Quantifying organismal and ciliary motion

Video clips with individuals clearly intersecting the focal plane were selected for further analysis (Table S1). To extract swimming speed, we imported the video clip as an image sequence at a lower frame rate (500 Hz) to the open source software Fiji to reduce frame rate noise [30]. We first removed background noises by applying a Gaussian blur to each frame and thresholded for brightness (grayscale) of the individual larva. We then used the tracking routine MTrack2 to extract the total length, displacement, and duration of the trajectory of each individual [31]. We computed the speed of the larva as the total length of the path divided by the total duration of observation (Fig. 1). We also measured shell lengths and areas of velar lobes from the frame that was in the middle of the whole image sequence. To explore the relationship between swimming speed and the orientation of vela, we also located the centroid of each velum and larval shells and computed the distance between them.

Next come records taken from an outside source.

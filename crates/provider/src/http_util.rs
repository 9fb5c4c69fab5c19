//! Shared HTTP plumbing for executors: cancellable send, status check, and
//! JSON body decoding.

use keygate_types::{GatewayError, Result};
use reqwest::{Client, RequestBuilder, Response};
use serde_json::Value;
use std::time::Duration;
use tokio_util::sync::CancellationToken;

/// Default timeout for non-streaming upstream calls.
pub const DEFAULT_REQUEST_TIMEOUT: Duration = Duration::from_secs(120);

/// HTTP client plus the request timeout applied to blocking calls.
#[derive(Debug, Clone)]
pub struct ProviderHttp {
    http: Client,
    request_timeout: Duration,
}

impl ProviderHttp {
    #[must_use]
    pub fn new(http: Client) -> Self {
        Self {
            http,
            request_timeout: DEFAULT_REQUEST_TIMEOUT,
        }
    }

    #[must_use]
    pub fn with_request_timeout(mut self, timeout: Duration) -> Self {
        self.request_timeout = timeout;
        self
    }

    #[must_use]
    pub fn client(&self) -> &Client {
        &self.http
    }

    /// Sends `builder` and returns the response once headers arrive.
    ///
    /// Blocking calls get the request timeout; streaming calls are bounded
    /// only by `ctx`.
    ///
    /// # Errors
    ///
    /// - [`GatewayError::Cancelled`] if `ctx` fires first; the in-flight
    ///   request is dropped.
    /// - [`GatewayError::Upstream`] with the redacted body on non-2xx.
    /// - [`GatewayError::Network`] on transport failure or timeout.
    pub async fn send(
        &self,
        ctx: &CancellationToken,
        builder: RequestBuilder,
        streaming: bool,
    ) -> Result<Response> {
        let builder = if streaming {
            builder
        } else {
            builder.timeout(self.request_timeout)
        };
        let resp = tokio::select! {
            biased;
            () = ctx.cancelled() => return Err(GatewayError::Cancelled),
            r = builder.send() => r?,
        };
        let status = resp.status();
        if status.is_success() {
            return Ok(resp);
        }
        let text = tokio::select! {
            biased;
            () = ctx.cancelled() => return Err(GatewayError::Cancelled),
            t = resp.text() => t.unwrap_or_default(),
        };
        Err(GatewayError::upstream(status.as_u16(), &text))
    }

    /// Reads a complete JSON body.
    ///
    /// # Errors
    ///
    /// [`GatewayError::Cancelled`] if `ctx` fires first,
    /// [`GatewayError::Protocol`] if the body is not JSON.
    pub async fn json(ctx: &CancellationToken, resp: Response) -> Result<Value> {
        let bytes = tokio::select! {
            biased;
            () = ctx.cancelled() => return Err(GatewayError::Cancelled),
            b = resp.bytes() => b?,
        };
        serde_json::from_slice(&bytes)
            .map_err(|e| GatewayError::Protocol(format!("upstream body is not JSON: {e}")))
    }
}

To investigate the relationship between average swimming speed and ciliary activity, we quantified the ciliary beat frequencies of all the individuals observed 14 days post fertilization (n = 20). To avoid selection bias, we adapted the approach of Sisson et al. [32] and Dimova et al. [33] to automate the analysis of ciliary beat frequency. Because light intensity changes as a cilium travels through a pixel over time, we recorded the intensity of a small region of interest on the ciliated band for 100 frames at the middle of the observation duration. We then performed a Fast Fourier Transform on the modified intensity, i.e., the intensity value of each pixel minus the global mean to enhance contrast, to extract the peak frequency (Fig. 1). To validate the effectiveness of this automated approach, we compared the outcome of this analysis with conventional photometry method where ciliary beat frequency is estimated by following the displacement of the tip of a single protochoral cilium over 100 frames at 2000 Hz. We performed the visual analysis on three individuals that were chosen based on their swimming speeds to include a representative range, close to the population average, maximum, and minimum values. To test the repeatability of the automated approach, we also performed the analysis on three different regions of interests and at different five time intervals for the same individual.

Statistical analysis

We tested for variations in size-normalized swimming speed with age with an ANOVA. Data were square root transformed to meet the assumption of normality for ANOVA. Larval orientation varied between observations, thus, part of the velar lobes were obstructed at times. Therefore, we used the velar lobe with larger visible area for further statistical analysis, i.e., the maximum velar size or separation distance between velum and shell is only for one side (left or right) of a larva. To investigate the relationship between swimming speed, larval size, area of velum, separation distance between velum and shell, and ciliary beat frequency, we used Pearson's correlations. All the statistical analyses were conducted with the PASW 13.0.

Results

Novel applications of analytical techniques for larval motion

By applying high-speed, high-resolution microvideography, we simultaneously recorded organismal behaviors, velar position, and ciliary activity of freely swimming veligers of Crepidula fornicata. This approach made an explicit test of the relationship between ciliary beat frequency and swimming speed possible. We also demonstrated a novel application of ciliary beat frequency analysis previously used in medical studies [32]. This automated technique provided similar results when compared to traditional photometry analysis (paired sample t test, t2,0.05 = −2.828, p = 0.103). When three different regions of interest and five, non-overlapping time intervals of the same individual were analyzed, the resulting peak ciliary beat frequencies were the same.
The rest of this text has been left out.